Key Provisions: Financial Intelligence Centre Amendment Bill

15 Oct 2016

PBM

South Africa’s Financial Intelligence Centre Amendment Bill has caused serious political ructions that have seen an objection being lodged with President Jacob Zuma.

Lodged by the Mzwanele Manyi led Progressive Professionals Forum, the opposition to the FIC Amendment Bill can to some extent be connected to the full blow war between the country’s finance minister Pravin Gordhan and the Gupta family.

The issues and the principles around the FIC Amendment Bill and those in the Gordhan/Gupta war seem to be very much very much aligned as centred around monitoring financial flows.

Opposition to the bill has been captured as a concern that its stipulations will be used to suppress emerging black business. That view has been expressed by the Black Business Council.

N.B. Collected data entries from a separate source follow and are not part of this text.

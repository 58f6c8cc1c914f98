// Copyright 2025 Lablup Inc. and Jeongkyu Shin
//
// Licensed under the Apache License, Version 2.0 (the "License");
// you may not use this file except in compliance with the License.
// You may obtain a copy of the License at
//
//     http://www.apache.org/licenses/LICENSE-2.0
//
// Unless required by applicable law or agreed to in writing, software
// distributed under the License is distributed on an "AS IS" BASIS,
// WITHOUT WARRANTIES OR CONDITIONS OF ANY KIND, either express or implied.
// See the License for the specific language governing permissions and
// limitations under the License.

//! Location of an account's authorized_keys file.

use std::path::PathBuf;

use crate::server::config::PublicKeyAuthConfig;
use crate::shared::auth_types::UserInfo;
use crate::shared::error::ValidationError;
use crate::shared::validation::{validate_file_name, validate_username};

/// Resolve the authorized_keys path for `account`.
///
/// In `authorized_keys_dir`, `{user}` is replaced by the username (which
/// must pass [`validate_username`]) and a leading `~` by the home
/// directory. Relative directories are taken relative to the home
/// directory.
pub fn authorized_keys_path(
    config: &PublicKeyAuthConfig,
    account: &UserInfo,
) -> Result<PathBuf, ValidationError> {
    let file_name = validate_file_name("authorized_keys_file", &config.authorized_keys_file)?;

    let mut dir = config.authorized_keys_dir.clone();
    if dir.contains("{user}") {
        let username = validate_username(&account.username)?;
        dir = dir.replace("{user}", username);
    }

    let dir = if dir == "~" {
        account.home_dir.clone()
    } else if let Some(rest) = dir.strip_prefix("~/") {
        account.home_dir.join(rest)
    } else {
        account.home_dir.join(dir)
    };

    Ok(dir.join(file_name))
}

#[cfg(test)]
mod tests {
    use super::*;

    fn alice() -> UserInfo {
        UserInfo::new("alice", 1000, 1000).with_home_dir("/home/alice")
    }

    #[test]
    fn test_default_path() {
        let path = authorized_keys_path(&PublicKeyAuthConfig::default(), &alice()).unwrap();
        assert_eq!(path, PathBuf::from("/home/alice/.ssh/authorized_keys"));
    }

    #[test]
    fn test_user_placeholder() {
        let config = PublicKeyAuthConfig::with_directory("/etc/ssh/keys/{user}");
        let path = authorized_keys_path(&config, &alice()).unwrap();
        assert_eq!(path, PathBuf::from("/etc/ssh/keys/alice/authorized_keys"));
    }

    #[test]
    fn test_home_and_relative_dirs() {
        let config = PublicKeyAuthConfig::with_directory("~");
        let path = authorized_keys_path(&config, &alice()).unwrap();
        assert_eq!(path, PathBuf::from("/home/alice/authorized_keys"));

        let config = PublicKeyAuthConfig::with_directory(".config/ssh");
        let path = authorized_keys_path(&config, &alice()).unwrap();
        assert_eq!(path, PathBuf::from("/home/alice/.config/ssh/authorized_keys"));
    }

    #[test]
    fn test_custom_file_name() {
        let config = PublicKeyAuthConfig {
            authorized_keys_file: "authorized_keys2".to_string(),
            ..PublicKeyAuthConfig::default()
        };
        let path = authorized_keys_path(&config, &alice()).unwrap();
        assert_eq!(path, PathBuf::from("/home/alice/.ssh/authorized_keys2"));
    }

    #[test]
    fn test_placeholder_rejects_traversal() {
        let config = PublicKeyAuthConfig::with_directory("/etc/ssh/keys/{user}");
        let account = UserInfo::new("../root", 0, 0);
        assert!(authorized_keys_path(&config, &account).is_err());
    }

    #[test]
    fn test_bad_file_name_rejected() {
        let config = PublicKeyAuthConfig {
            authorized_keys_file: "../../etc/shadow".to_string(),
            ..PublicKeyAuthConfig::default()
        };
        assert!(authorized_keys_path(&config, &alice()).is_err());
    }
}
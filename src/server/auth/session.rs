// Copyright 2025 Lablup Inc. and Jeongkyu Shin
//
// Licensed under the Apache License, Version 2.0 (the "License");
// you may not use this file except in compliance with the License.
// You may obtain a copy of the License at
//
//     http://www.apache.org/licenses/LICENSE-2.0
//
// Unless required by applicable law or agreed to in writing, software
// distributed under the License is distributed on an "AS IS" BASIS,
// WITHOUT WARRANTIES OR CONDITIONS OF ANY KIND, either express or implied.
// See the License for the specific language governing permissions and
// limitations under the License.

//! Per-connection authentication state.

use std::fmt;
use std::net::SocketAddr;

use super::authority::KeyAuthority;
use super::options::KeyOptions;
use super::permissions::PermissionWarnings;
use crate::shared::auth_types::AuthMethods;

/// Number of failed attempts allowed when neither the session nor the
/// configuration sets a limit.
pub const DEFAULT_MAX_AUTH_TRIES: u32 = 10;

/// Authentication state of one SSH connection.
///
/// Requests on a connection are handled one at a time, so the state is
/// owned and mutated without synchronization.
pub struct AuthSession {
    session_id: Vec<u8>,
    peer: Option<SocketAddr>,
    remaining: AuthMethods,
    auth_done: bool,
    failures: u32,
    max_auth_tries: Option<u32>,
    pubkey_options: Option<KeyOptions>,
    pubkey_info: Option<String>,
    pub(crate) perm_warnings: PermissionWarnings,
    pub(crate) authority: Option<Box<dyn KeyAuthority>>,
}

impl AuthSession {
    /// Create the state for a session with identifier `session_id`, where
    /// `required` lists the methods that must succeed.
    pub fn new(session_id: impl Into<Vec<u8>>, required: AuthMethods) -> Self {
        Self {
            session_id: session_id.into(),
            peer: None,
            remaining: required,
            auth_done: false,
            failures: 0,
            max_auth_tries: None,
            pubkey_options: None,
            pubkey_info: None,
            perm_warnings: PermissionWarnings::new(),
            authority: None,
        }
    }

    pub fn with_peer(mut self, peer: SocketAddr) -> Self {
        self.peer = Some(peer);
        self
    }

    /// Limit failed attempts for this session. Without it the limit comes
    /// from the authenticator's configuration.
    pub fn with_max_auth_tries(mut self, tries: u32) -> Self {
        self.max_auth_tries = Some(tries);
        self
    }

    /// Consult `authority` before the authorized_keys file.
    pub fn with_authority(mut self, authority: Box<dyn KeyAuthority>) -> Self {
        self.authority = Some(authority);
        self
    }

    pub fn session_id(&self) -> &[u8] {
        &self.session_id
    }

    pub fn peer(&self) -> Option<SocketAddr> {
        self.peer
    }

    /// Peer address for log records.
    pub(crate) fn peer_display(&self) -> String {
        self.peer
            .map_or_else(|| "unknown".to_string(), |peer| peer.to_string())
    }

    /// Methods that still have to succeed.
    pub fn remaining_methods(&self) -> AuthMethods {
        self.remaining
    }

    pub fn is_authenticated(&self) -> bool {
        self.auth_done
    }

    pub fn failures(&self) -> u32 {
        self.failures
    }

    /// Returns `true` once the session used up its failed attempts; the
    /// transport should disconnect.
    pub fn exhausted(&self) -> bool {
        self.failures >= self.max_auth_tries()
    }

    /// Failed attempts allowed before [`exhausted`](Self::exhausted).
    pub fn max_auth_tries(&self) -> u32 {
        self.max_auth_tries.unwrap_or(DEFAULT_MAX_AUTH_TRIES)
    }

    /// Apply the configured limit unless the session set its own.
    pub(crate) fn default_max_auth_tries(&mut self, tries: u32) {
        self.max_auth_tries.get_or_insert(tries);
    }

    /// Options of the key that authenticated the session.
    pub fn pubkey_options(&self) -> Option<&KeyOptions> {
        self.pubkey_options.as_ref()
    }

    /// Info field of the key that authenticated the session, suitable for
    /// export as `SSH_PUBKEYINFO`.
    pub fn pubkey_info(&self) -> Option<&str> {
        self.pubkey_info.as_deref()
    }

    pub(crate) fn record_failure(&mut self) {
        self.failures = self.failures.saturating_add(1);
    }

    /// Mark the session fully authenticated.
    pub(crate) fn mark_authenticated(&mut self) {
        self.remaining = AuthMethods::empty();
        self.auth_done = true;
    }

    /// Mark `method` as passed while others remain.
    pub(crate) fn complete_method(&mut self, method: AuthMethods) {
        self.remaining.remove(method);
    }

    /// Keep the key state of a successful authentication.
    pub(crate) fn retain_pubkey_state(&mut self, options: Option<KeyOptions>, info: Option<String>) {
        self.pubkey_options = options;
        self.pubkey_info = info;
    }

    /// Drop key state unless the session is authenticated.
    pub(crate) fn discard_unless_authenticated(&mut self) {
        if !self.auth_done {
            self.pubkey_options = None;
            self.pubkey_info = None;
        }
    }
}

impl fmt::Debug for AuthSession {
    fn fmt(&self, f: &mut fmt::Formatter<'_>) -> fmt::Result {
        f.debug_struct("AuthSession")
            .field("peer", &self.peer)
            .field("remaining", &self.remaining)
            .field("auth_done", &self.auth_done)
            .field("failures", &self.failures)
            .field("max_auth_tries", &self.max_auth_tries())
            .field("pubkey_options", &self.pubkey_options)
            .field("has_authority", &self.authority.is_some())
            .finish_non_exhaustive()
    }
}
// Copyright 2025 Lablup Inc. and Jeongkyu Shin
//
// Licensed under the Apache License, Version 2.0 (the "License");
// you may not use this file except in compliance with the License.
// You may obtain a copy of the License at
//
//     http://www.apache.org/licenses/LICENSE-2.0
//
// Unless required by applicable law or agreed to in writing, software
// distributed under the License is distributed on an "AS IS" BASIS,
// WITHOUT WARRANTIES OR CONDITIONS OF ANY KIND, either express or implied.
// See the License for the specific language governing permissions and
// limitations under the License.

//! Decoding of `publickey` authentication requests.
//!
//! ```text
//! byte      SSH_MSG_USERAUTH_REQUEST
//! string    user name
//! string    service name
//! string    "publickey"
//! boolean   FALSE (probe) / TRUE (signed attempt)
//! string    public key algorithm name
//! string    public key blob
//! string    signature                  (signed attempts only)
//! ```
//!
//! The signature covers `string session_id` followed by every payload byte
//! from the message type up to the signature field.

use bytes::{BufMut, Bytes, BytesMut};

use super::wire::{put_string, PayloadReader, SSH_MSG_USERAUTH_REQUEST};
use crate::shared::error::DecodeError;

/// The generic part of SSH_MSG_USERAUTH_REQUEST.
#[derive(Debug, Clone, PartialEq, Eq)]
pub struct UserauthHeader<'a> {
    /// Requested account name.
    pub username: &'a str,
    /// Service to start after authentication.
    pub service: &'a str,
    /// Authentication method name.
    pub method: &'a str,
}

/// Decode the generic request header, returning a reader positioned at the
/// method-specific fields. The reader's payload beginning is the message
/// type byte.
pub fn decode_userauth_header(
    payload: &[u8],
) -> Result<(UserauthHeader<'_>, PayloadReader<'_>), DecodeError> {
    let mut reader = PayloadReader::new(payload);

    let msg = reader.get_byte("message type")?;
    if msg != SSH_MSG_USERAUTH_REQUEST {
        return Err(DecodeError::UnexpectedMessage {
            expected: SSH_MSG_USERAUTH_REQUEST,
            found: msg,
        });
    }

    let username = reader.get_utf8("user name")?;
    let service = reader.get_utf8("service name")?;
    let method = reader.get_utf8("method name")?;

    Ok((
        UserauthHeader {
            username,
            service,
            method,
        },
        reader,
    ))
}

/// A decoded `publickey` request.
///
/// Holds borrowed views into the packet payload; the remaining cursor points
/// at the signature field of a signed attempt.
#[derive(Debug, Clone)]
pub struct AuthRequest<'a> {
    /// The client sent a signature (TRUE) rather than a probe (FALSE).
    pub want_signature_check: bool,
    /// Signature algorithm name, e.g. `rsa-sha2-256`.
    pub sig_algo_name: &'a [u8],
    /// Public key blob in SSH wire format.
    pub key_blob: &'a [u8],
    remaining: PayloadReader<'a>,
}

impl<'a> AuthRequest<'a> {
    /// Decode the method-specific fields from `reader`.
    pub fn decode(mut reader: PayloadReader<'a>) -> Result<Self, DecodeError> {
        let want_signature_check = reader.get_bool("signature flag")?;
        let sig_algo_name = reader.get_string("signature algorithm")?;
        let key_blob = reader.get_string("public key blob")?;

        Ok(Self {
            want_signature_check,
            sig_algo_name,
            key_blob,
            remaining: reader,
        })
    }

    /// Returns `true` if the client only asks whether the key is acceptable.
    pub fn is_probe(&self) -> bool {
        !self.want_signature_check
    }

    /// Cursor over the rest of the payload.
    pub fn remaining(&mut self) -> &mut PayloadReader<'a> {
        &mut self.remaining
    }
}

/// Build the blob a signed attempt's signature must cover.
pub fn signed_data(session_id: &[u8], payload_prefix: &[u8]) -> Bytes {
    let mut buf = BytesMut::with_capacity(4 + session_id.len() + payload_prefix.len());
    put_string(&mut buf, session_id);
    buf.put_slice(payload_prefix);
    buf.freeze()
}

/// Encode a `publickey` SSH_MSG_USERAUTH_REQUEST.
///
/// The signed flag is derived from `signature`: `None` builds a probe.
/// This is the client side of [`AuthRequest::decode`]; the server uses it in
/// tests and tools.
pub fn encode_publickey_request(
    username: &str,
    service: &str,
    sig_algo: &[u8],
    key_blob: &[u8],
    signature: Option<&[u8]>,
) -> Vec<u8> {
    let mut buf = encode_unsigned_prefix(username, service, sig_algo, key_blob, signature.is_some());
    if let Some(signature) = signature {
        put_string(&mut buf, signature);
    }
    buf.to_vec()
}

/// Encode everything up to the signature field of a signed request: exactly
/// the bytes a client signs after the session identifier.
pub fn encode_signed_prefix(
    username: &str,
    service: &str,
    sig_algo: &[u8],
    key_blob: &[u8],
) -> Vec<u8> {
    encode_unsigned_prefix(username, service, sig_algo, key_blob, true).to_vec()
}

fn encode_unsigned_prefix(
    username: &str,
    service: &str,
    sig_algo: &[u8],
    key_blob: &[u8],
    signed: bool,
) -> BytesMut {
    let mut buf = BytesMut::new();
    buf.put_u8(SSH_MSG_USERAUTH_REQUEST);
    put_string(&mut buf, username.as_bytes());
    put_string(&mut buf, service.as_bytes());
    put_string(&mut buf, b"publickey");
    buf.put_u8(u8::from(signed));
    put_string(&mut buf, sig_algo);
    put_string(&mut buf, key_blob);
    buf
}
// Copyright 2025 Lablup Inc. and Jeongkyu Shin
//
// Licensed under the Apache License, Version 2.0 (the "License");
// you may not use this file except in compliance with the License.
// You may obtain a copy of the License at
//
//     http://www.apache.org/licenses/LICENSE-2.0
//
// Unless required by applicable law or agreed to in writing, software
// distributed under the License is distributed on an "AS IS" BASIS,
// WITHOUT WARRANTIES OR CONDITIONS OF ANY KIND, either express or implied.
// See the License for the specific language governing permissions and
// limitations under the License.

//! Configuration for bssh-authkeys.
//!
//! Configuration is read from YAML, with `BSSH_AUTHKEYS_*` environment
//! variables taking precedence. See [`load_config`].

mod loader;
mod types;

pub use loader::{generate_config_template, load_config};
pub use types::{AuthConfig, PublicKeyAuthConfig, ServerFileConfig};
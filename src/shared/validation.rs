// Copyright 2025 Lablup Inc. and Jeongkyu Shin
//
// Licensed under the Apache License, Version 2.0 (the "License");
// you may not use this file except in compliance with the License.
// You may obtain a copy of the License at
//
//     http://www.apache.org/licenses/LICENSE-2.0
//
// Unless required by applicable law or agreed to in writing, software
// distributed under the License is distributed on an "AS IS" BASIS,
// WITHOUT WARRANTIES OR CONDITIONS OF ANY KIND, either express or implied.
// See the License for the specific language governing permissions and
// limitations under the License.

//! Validation of user input that ends up in filesystem paths.
//!
//! # Security
//!
//! Usernames are substituted into keys-file path patterns, so they are
//! restricted to the POSIX portable username character set to rule out
//! path traversal through the account name.

use super::error::ValidationError;

/// Maximum accepted username length.
const MAX_USERNAME_LENGTH: usize = 32;

/// Validate a username for use in a keys-file path.
///
/// Allows ASCII alphanumerics, underscore, hyphen and dot, and rejects a
/// leading hyphen or dot.
///
/// # Examples
///
/// ```
/// use bssh_authkeys::shared::validation::validate_username;
///
/// assert!(validate_username("alice").is_ok());
/// assert!(validate_username("../etc").is_err());
/// ```
pub fn validate_username(username: &str) -> Result<&str, ValidationError> {
    if username.is_empty() {
        return Err(ValidationError::empty("username"));
    }

    if username.len() > MAX_USERNAME_LENGTH {
        return Err(ValidationError::too_long("username", MAX_USERNAME_LENGTH));
    }

    let valid_chars = username
        .chars()
        .all(|c| c.is_ascii_alphanumeric() || c == '_' || c == '-' || c == '.');
    if !valid_chars {
        return Err(ValidationError::invalid_characters("username"));
    }

    if username.starts_with('-') {
        return Err(ValidationError::new(
            "username",
            "username cannot start with a hyphen",
        ));
    }

    // "." and ".." pass the charset check but name directories
    if username.starts_with('.') {
        return Err(ValidationError::new(
            "username",
            "username cannot start with a dot",
        ));
    }

    Ok(username)
}

/// Validate a single path component such as the keys file name.
pub fn validate_file_name<'a>(field: &str, name: &'a str) -> Result<&'a str, ValidationError> {
    if name.is_empty() {
        return Err(ValidationError::empty(field));
    }
    if name.contains('/') || name.contains('\0') || name == "." || name == ".." {
        return Err(ValidationError::invalid_characters(field));
    }
    Ok(name)
}
// Copyright 2025 Lablup Inc. and Jeongkyu Shin
//
// Licensed under the Apache License, Version 2.0 (the "License");
// you may not use this file except in compliance with the License.
// You may obtain a copy of the License at
//
//     http://www.apache.org/licenses/LICENSE-2.0
//
// Unless required by applicable law or agreed to in writing, software
// distributed under the License is distributed on an "AS IS" BASIS,
// WITHOUT WARRANTIES OR CONDITIONS OF ANY KIND, either express or implied.
// See the License for the specific language governing permissions and
// limitations under the License.

//! Server-side SSH public key authentication.
//!
//! Decides whether a client's public key may log in to an account, based on
//! the account's `authorized_keys` file, and verifies the signature that
//! binds the key to the session.

pub mod server;
pub mod shared;
pub mod utils;

pub use server::auth::{AuthSession, DecisionEngine, PublicKeyAuthenticator, Response};
pub use server::config::{PublicKeyAuthConfig, ServerFileConfig};
// Copyright 2025 Lablup Inc. and Jeongkyu Shin
//
// Licensed under the Apache License, Version 2.0 (the "License");
// you may not use this file except in compliance with the License.
// You may obtain a copy of the License at
//
//     http://www.apache.org/licenses/LICENSE-2.0
//
// Unless required by applicable law or agreed to in writing, software
// distributed under the License is distributed on an "AS IS" BASIS,
// WITHOUT WARRANTIES OR CONDITIONS OF ANY KIND, either express or implied.
// See the License for the specific language governing permissions and
// limitations under the License.

//! Types and utilities shared across the authentication core.
//!
//! # Modules
//!
//! - [`auth_types`]: Account context, method sets and backend verdicts
//! - [`error`]: Error types
//! - [`validation`]: Input validation for values used in paths

pub mod auth_types;
pub mod error;
pub mod validation;

pub use auth_types::{AuthMethods, AuthResult, UserInfo};
pub use error::{DecodeError, OptionsError, PrivilegeError, ValidationError};
pub use validation::{validate_file_name, validate_username};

The FIC Amendment Bill comes on the back of globalised initiatives to combat fraud and corruption and mainly money laundering pushed for criminal and terrorist activity. Banks are at the centre of the bill in as bounded by the Prevention of Organised Crime Act, the Prevention and Combatting of Corrupt Activities Act, the US Foreign Corrupt Practices Act and the UK Bribery Act.

Here follows key provisions of the bill :

  • Beneficial Owner
    A “beneficial owner” is defined as, in respect of a judicial person, the natural person who, independently or together with a connected person, owns or controls the juristic person directly or indirectly, including through bearer share holding.
  • Continued Due Diligence
    Accountable institutions will be required to undertake ongoing customer due diligences in order to establish the identity of the beneficial owner, the customer’s identity, the purpose and intended nature of the business relationship, and to keep information relating to the business relationship up to date and to scrutinise transactions in order to establish if the transactions are consistent with the accountable institution’s knowledge of the customer and the customer’s business, and to identify anomalies in transactions patterns.
  • Prominent Persons
    The Bill has introduced other concepts into the Financial Intelligence Centre Act 38 of 2001 (FIC Act) which relate to prominent persons, such as domestic and foreign prominent persons. These classifications are intended to aid accountable institutions to properly identify their clients and do not entail a presumption that these prominent persons are more likely to be involved in any criminal activity.
  • FIC Enforcement Mechanisms
    The FIC may initiate the analysis of suspicious transactions based on information in its possession or information disclosed to it by accountable institutions. Further, the Bill amends section 45 of the FIC Act to provide for the requirement of a warrant in order for an inspector to conduct inspections for the purpose of determining compliance with the FIC Act.
  • Risk Management and Compliance Programme
    The concept of a “Risk Management and Compliance Programme” has been included in the FIC Act. The Bill places a responsibility on accountable institutions to develop, document, maintain and implement AML and CFT Risk Management and Compliance Programmes. Accountable institutions are obliged to ensure that their employees are trained to comply with the FIC Act and their respective Risk Management and Compliance Programmes, for which the board of directors or the senior management of the accountable institution are responsible.

These key provisions were listed in a statement made by a South African law firm Webber Wentzel.